#### [What you should do]
Given the records below, would you repeat exactly the lines that begin at the one containing "let config = ProbeConfig::default();" and end at the one containing "World up direction.", inclusive?

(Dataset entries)
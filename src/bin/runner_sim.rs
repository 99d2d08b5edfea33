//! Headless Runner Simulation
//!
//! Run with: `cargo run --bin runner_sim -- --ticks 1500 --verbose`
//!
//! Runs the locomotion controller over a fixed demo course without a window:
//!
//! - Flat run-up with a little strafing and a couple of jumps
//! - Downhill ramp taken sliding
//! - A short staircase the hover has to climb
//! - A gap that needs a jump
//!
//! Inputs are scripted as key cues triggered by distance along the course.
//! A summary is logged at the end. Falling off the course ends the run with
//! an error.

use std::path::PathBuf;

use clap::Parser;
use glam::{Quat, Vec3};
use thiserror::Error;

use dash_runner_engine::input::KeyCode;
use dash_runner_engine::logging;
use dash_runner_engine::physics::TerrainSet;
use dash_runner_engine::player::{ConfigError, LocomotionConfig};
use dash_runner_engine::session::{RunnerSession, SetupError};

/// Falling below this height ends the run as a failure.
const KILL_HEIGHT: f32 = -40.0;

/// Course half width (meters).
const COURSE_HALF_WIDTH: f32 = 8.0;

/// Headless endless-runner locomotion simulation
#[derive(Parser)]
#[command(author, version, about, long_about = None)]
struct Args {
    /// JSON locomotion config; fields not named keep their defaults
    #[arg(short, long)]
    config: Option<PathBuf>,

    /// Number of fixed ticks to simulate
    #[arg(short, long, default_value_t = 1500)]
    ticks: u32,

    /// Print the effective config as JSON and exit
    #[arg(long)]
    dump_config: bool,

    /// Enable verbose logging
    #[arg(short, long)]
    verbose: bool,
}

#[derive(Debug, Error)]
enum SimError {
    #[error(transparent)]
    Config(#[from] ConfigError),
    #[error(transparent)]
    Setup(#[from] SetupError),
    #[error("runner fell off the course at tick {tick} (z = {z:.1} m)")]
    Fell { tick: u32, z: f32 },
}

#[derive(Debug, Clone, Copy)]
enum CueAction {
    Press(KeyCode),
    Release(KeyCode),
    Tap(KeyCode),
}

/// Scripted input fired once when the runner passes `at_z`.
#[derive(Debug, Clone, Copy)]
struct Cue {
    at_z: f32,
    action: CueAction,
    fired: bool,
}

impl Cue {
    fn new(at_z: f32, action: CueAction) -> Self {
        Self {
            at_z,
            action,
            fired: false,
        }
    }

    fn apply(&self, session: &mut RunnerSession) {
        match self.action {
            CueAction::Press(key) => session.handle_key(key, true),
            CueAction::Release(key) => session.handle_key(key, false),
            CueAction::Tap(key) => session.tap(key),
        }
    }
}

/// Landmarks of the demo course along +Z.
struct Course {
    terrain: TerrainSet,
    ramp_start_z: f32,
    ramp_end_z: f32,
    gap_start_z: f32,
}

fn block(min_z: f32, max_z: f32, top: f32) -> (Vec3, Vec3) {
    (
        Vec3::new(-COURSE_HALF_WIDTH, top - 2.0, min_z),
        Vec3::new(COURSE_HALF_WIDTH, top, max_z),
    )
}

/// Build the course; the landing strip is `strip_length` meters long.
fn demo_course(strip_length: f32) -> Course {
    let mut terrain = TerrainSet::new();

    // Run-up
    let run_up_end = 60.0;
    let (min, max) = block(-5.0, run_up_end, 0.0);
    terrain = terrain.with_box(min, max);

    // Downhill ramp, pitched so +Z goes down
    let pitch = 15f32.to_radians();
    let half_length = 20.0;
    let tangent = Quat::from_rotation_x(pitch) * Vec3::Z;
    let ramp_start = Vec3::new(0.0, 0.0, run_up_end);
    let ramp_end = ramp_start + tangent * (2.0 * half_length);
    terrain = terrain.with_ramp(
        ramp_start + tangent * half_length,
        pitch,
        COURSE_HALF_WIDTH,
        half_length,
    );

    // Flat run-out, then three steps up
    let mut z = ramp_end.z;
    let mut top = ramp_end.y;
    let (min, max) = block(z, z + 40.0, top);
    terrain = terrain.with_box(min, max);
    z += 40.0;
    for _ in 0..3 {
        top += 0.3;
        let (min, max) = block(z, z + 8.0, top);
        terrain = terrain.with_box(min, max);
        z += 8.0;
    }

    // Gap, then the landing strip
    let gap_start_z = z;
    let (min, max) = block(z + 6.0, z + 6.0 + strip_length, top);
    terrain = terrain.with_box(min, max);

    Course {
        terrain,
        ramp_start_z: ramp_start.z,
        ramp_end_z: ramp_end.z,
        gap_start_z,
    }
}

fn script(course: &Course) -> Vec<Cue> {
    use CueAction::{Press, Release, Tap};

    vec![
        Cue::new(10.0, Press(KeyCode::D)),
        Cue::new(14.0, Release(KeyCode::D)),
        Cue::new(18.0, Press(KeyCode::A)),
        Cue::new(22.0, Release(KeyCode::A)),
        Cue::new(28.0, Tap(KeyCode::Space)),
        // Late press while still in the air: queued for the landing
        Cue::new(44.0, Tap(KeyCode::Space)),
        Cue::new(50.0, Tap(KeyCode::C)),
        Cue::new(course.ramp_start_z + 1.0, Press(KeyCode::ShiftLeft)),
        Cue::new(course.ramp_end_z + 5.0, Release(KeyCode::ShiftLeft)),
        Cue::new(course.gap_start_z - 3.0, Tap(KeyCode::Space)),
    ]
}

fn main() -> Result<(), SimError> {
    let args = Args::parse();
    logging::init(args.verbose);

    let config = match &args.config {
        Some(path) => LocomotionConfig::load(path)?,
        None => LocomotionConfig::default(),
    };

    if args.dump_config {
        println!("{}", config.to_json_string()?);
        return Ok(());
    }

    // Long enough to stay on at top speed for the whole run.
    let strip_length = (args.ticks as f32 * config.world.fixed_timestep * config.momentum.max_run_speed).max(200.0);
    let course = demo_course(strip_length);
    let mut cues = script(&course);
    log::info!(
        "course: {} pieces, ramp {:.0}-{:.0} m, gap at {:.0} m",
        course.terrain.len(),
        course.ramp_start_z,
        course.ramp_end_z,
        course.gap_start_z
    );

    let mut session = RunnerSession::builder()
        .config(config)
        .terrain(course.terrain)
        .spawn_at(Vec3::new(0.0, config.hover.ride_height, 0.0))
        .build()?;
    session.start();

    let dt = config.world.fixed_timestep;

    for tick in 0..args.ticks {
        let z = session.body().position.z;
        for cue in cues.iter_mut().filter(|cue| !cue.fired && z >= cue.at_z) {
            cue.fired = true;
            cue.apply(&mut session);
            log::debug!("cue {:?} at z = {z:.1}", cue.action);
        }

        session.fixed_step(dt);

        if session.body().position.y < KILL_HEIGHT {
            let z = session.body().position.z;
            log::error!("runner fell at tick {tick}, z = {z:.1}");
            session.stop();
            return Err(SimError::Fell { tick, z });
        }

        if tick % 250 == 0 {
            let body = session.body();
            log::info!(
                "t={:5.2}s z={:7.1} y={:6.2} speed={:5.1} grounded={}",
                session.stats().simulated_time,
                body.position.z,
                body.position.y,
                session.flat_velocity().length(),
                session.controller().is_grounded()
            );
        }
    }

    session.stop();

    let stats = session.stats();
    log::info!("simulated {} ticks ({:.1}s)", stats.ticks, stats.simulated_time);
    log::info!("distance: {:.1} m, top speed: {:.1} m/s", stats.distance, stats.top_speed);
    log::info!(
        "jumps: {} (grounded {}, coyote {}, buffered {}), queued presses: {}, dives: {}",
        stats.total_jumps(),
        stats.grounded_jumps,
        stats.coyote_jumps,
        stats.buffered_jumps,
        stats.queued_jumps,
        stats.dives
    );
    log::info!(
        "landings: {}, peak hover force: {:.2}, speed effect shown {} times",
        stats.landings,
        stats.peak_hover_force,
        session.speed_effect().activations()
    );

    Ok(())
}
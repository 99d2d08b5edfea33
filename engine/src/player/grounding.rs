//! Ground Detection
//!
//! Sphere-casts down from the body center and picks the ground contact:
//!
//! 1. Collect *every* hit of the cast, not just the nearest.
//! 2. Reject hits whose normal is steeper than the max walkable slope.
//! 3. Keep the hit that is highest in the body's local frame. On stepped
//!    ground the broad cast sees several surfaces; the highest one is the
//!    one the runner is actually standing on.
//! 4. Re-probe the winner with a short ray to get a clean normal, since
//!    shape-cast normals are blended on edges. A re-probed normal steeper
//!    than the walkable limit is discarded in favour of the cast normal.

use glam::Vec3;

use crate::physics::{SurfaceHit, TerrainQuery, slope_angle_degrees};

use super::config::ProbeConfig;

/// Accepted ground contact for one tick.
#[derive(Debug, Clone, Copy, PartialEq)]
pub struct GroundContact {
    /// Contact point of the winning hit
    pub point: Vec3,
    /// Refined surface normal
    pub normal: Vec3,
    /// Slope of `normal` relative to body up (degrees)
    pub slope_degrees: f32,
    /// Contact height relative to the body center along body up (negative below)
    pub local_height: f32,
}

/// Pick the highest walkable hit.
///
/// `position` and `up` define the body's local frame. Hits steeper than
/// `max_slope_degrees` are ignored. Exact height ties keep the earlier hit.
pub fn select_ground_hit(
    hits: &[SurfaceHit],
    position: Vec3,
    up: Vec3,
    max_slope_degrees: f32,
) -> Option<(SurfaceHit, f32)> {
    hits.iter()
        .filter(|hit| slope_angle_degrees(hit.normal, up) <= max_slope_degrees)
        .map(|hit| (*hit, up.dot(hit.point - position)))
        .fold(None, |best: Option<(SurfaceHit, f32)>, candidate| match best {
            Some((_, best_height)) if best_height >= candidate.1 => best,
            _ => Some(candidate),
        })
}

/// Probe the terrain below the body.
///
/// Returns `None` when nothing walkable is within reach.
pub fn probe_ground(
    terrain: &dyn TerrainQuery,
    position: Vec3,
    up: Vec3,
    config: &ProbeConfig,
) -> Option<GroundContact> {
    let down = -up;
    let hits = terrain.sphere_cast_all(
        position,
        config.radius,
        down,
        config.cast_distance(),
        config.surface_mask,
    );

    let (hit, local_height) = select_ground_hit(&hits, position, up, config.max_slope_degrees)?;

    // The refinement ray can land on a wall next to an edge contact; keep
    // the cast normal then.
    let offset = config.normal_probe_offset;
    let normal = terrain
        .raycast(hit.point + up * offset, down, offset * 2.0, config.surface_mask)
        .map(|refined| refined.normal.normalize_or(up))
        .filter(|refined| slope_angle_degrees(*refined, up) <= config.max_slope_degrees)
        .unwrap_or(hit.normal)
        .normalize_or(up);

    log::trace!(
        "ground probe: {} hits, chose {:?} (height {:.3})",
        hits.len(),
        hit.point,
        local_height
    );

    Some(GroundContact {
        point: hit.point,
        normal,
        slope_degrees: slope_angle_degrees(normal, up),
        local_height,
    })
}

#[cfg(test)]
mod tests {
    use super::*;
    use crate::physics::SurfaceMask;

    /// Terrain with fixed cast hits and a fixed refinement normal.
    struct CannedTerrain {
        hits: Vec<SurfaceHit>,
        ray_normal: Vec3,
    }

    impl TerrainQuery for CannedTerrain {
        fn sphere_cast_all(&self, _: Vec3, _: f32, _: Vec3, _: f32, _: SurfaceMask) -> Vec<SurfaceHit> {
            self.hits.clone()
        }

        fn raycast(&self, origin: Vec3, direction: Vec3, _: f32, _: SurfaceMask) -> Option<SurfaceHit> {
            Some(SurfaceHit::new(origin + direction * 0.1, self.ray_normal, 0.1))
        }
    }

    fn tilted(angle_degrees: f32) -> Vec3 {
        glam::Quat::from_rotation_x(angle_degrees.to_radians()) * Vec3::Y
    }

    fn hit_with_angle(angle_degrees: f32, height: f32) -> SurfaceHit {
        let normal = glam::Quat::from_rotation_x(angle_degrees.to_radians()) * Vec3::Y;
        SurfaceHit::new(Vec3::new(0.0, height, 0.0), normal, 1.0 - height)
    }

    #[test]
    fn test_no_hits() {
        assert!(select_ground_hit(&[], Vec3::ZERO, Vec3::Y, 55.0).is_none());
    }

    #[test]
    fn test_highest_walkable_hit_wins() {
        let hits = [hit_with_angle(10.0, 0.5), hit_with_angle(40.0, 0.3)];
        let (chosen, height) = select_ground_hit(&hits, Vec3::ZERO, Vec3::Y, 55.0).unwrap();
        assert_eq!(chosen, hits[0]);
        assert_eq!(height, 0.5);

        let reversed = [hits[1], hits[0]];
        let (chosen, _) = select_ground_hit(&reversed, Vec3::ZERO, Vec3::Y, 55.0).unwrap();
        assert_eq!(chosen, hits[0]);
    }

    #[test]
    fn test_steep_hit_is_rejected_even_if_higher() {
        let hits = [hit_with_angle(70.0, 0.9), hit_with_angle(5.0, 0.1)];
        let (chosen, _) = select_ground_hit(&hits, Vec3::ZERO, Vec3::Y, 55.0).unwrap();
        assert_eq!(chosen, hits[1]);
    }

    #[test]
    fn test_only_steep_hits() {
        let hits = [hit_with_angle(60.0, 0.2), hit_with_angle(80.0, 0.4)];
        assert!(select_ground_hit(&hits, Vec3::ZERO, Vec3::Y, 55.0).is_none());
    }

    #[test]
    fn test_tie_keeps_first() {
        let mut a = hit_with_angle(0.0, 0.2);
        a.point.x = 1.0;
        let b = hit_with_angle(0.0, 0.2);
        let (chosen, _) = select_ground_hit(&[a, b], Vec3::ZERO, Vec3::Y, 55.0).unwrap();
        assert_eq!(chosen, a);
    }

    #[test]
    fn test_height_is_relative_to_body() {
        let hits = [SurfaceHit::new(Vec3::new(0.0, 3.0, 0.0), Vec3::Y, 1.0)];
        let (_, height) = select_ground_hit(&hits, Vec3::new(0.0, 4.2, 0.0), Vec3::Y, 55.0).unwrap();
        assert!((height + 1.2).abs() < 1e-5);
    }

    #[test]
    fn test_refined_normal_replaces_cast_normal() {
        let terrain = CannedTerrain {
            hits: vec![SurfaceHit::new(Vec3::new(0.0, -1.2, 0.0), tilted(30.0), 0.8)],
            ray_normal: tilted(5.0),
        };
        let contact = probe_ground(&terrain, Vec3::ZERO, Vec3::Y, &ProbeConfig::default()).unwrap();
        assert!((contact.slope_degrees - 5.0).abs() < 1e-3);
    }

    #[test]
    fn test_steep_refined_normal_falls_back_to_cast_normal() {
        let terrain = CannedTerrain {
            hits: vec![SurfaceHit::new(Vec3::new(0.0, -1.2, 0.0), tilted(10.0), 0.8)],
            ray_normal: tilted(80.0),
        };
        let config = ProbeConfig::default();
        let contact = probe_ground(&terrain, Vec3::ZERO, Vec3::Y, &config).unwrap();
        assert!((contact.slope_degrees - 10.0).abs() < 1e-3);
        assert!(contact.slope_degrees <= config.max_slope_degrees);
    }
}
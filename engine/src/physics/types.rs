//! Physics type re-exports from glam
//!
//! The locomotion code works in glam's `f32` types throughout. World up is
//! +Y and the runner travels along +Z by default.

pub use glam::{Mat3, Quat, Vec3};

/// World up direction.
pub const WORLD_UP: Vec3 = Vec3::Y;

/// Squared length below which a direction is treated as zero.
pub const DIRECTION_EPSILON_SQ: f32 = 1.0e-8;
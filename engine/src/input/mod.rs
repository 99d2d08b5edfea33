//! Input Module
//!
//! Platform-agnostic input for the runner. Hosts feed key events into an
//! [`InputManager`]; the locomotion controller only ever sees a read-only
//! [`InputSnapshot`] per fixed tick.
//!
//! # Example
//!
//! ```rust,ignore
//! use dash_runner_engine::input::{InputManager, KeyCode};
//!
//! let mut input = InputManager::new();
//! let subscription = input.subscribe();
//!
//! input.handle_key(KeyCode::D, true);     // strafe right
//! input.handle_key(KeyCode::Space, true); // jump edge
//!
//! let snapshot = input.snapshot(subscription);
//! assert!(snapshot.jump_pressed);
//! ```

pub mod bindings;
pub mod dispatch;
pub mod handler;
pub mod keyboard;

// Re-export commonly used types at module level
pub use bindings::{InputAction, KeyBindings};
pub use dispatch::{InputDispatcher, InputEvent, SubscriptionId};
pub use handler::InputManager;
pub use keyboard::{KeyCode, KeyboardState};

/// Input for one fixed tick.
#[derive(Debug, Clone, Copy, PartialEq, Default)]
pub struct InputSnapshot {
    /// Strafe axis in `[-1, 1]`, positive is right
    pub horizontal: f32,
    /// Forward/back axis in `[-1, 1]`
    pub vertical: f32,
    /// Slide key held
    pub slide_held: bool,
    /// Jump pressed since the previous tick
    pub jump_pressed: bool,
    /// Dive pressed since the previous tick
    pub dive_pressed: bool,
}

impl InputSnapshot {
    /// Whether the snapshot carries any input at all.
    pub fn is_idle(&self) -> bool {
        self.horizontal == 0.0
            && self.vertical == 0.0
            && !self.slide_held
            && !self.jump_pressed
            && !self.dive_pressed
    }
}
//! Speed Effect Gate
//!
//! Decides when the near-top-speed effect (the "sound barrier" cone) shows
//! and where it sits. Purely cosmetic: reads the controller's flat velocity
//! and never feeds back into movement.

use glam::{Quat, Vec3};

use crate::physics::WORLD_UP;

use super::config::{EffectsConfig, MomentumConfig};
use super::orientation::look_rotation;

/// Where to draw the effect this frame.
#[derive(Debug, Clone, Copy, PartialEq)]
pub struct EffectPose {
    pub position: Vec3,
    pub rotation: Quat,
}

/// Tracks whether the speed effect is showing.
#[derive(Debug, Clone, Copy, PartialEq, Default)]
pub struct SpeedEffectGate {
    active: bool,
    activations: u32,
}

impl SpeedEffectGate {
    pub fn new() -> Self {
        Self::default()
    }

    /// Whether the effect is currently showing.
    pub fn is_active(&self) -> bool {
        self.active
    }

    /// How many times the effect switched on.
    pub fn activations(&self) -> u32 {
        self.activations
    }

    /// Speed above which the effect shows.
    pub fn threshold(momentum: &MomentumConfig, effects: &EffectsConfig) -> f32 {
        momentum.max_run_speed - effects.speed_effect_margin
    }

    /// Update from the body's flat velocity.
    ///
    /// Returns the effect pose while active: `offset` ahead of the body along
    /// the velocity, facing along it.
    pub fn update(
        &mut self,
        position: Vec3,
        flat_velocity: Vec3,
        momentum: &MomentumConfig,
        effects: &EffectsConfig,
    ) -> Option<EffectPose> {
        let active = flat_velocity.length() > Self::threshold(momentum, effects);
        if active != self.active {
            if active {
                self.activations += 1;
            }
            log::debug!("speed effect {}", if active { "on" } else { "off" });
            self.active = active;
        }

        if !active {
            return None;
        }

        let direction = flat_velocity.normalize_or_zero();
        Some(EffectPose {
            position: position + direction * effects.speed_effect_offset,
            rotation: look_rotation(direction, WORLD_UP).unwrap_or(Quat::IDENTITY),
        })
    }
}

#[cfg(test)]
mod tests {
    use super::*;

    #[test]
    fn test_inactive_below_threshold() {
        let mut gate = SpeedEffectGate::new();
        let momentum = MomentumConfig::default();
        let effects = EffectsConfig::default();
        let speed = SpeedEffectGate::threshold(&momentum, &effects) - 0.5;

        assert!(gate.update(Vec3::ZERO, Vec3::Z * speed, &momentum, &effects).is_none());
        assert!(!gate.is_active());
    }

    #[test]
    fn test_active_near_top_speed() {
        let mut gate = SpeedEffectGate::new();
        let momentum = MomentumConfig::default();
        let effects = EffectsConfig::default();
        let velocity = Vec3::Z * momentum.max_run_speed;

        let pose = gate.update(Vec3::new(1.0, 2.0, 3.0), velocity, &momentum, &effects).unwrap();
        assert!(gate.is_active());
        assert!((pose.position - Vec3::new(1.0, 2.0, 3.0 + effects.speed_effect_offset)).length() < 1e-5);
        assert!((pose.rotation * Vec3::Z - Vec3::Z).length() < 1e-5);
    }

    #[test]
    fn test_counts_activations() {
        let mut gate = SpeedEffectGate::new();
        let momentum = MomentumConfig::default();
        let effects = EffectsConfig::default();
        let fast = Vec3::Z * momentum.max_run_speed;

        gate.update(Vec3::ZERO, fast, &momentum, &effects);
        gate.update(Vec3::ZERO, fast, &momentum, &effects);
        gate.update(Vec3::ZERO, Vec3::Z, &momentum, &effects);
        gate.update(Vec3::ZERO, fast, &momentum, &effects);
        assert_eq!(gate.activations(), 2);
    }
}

#### [Your solution]
        let config = ProbeConfig::default();
        let contact = probe_ground(&terrain, Vec3::ZERO, Vec3::Y, &config).unwrap();
        assert!((contact.slope_degrees - 10.0).abs() < 1e-3);
        assert!(contact.slope_degrees <= config.max_slope_degrees);
    }
}
filename engine/src/physics/types.rs
//! Physics type re-exports from glam
//!
//! The locomotion code works in glam's `f32` types throughout. World up is
//! +Y and the runner travels along +Z by default.

pub use glam::{Mat3, Quat, Vec3};

/// World up direction.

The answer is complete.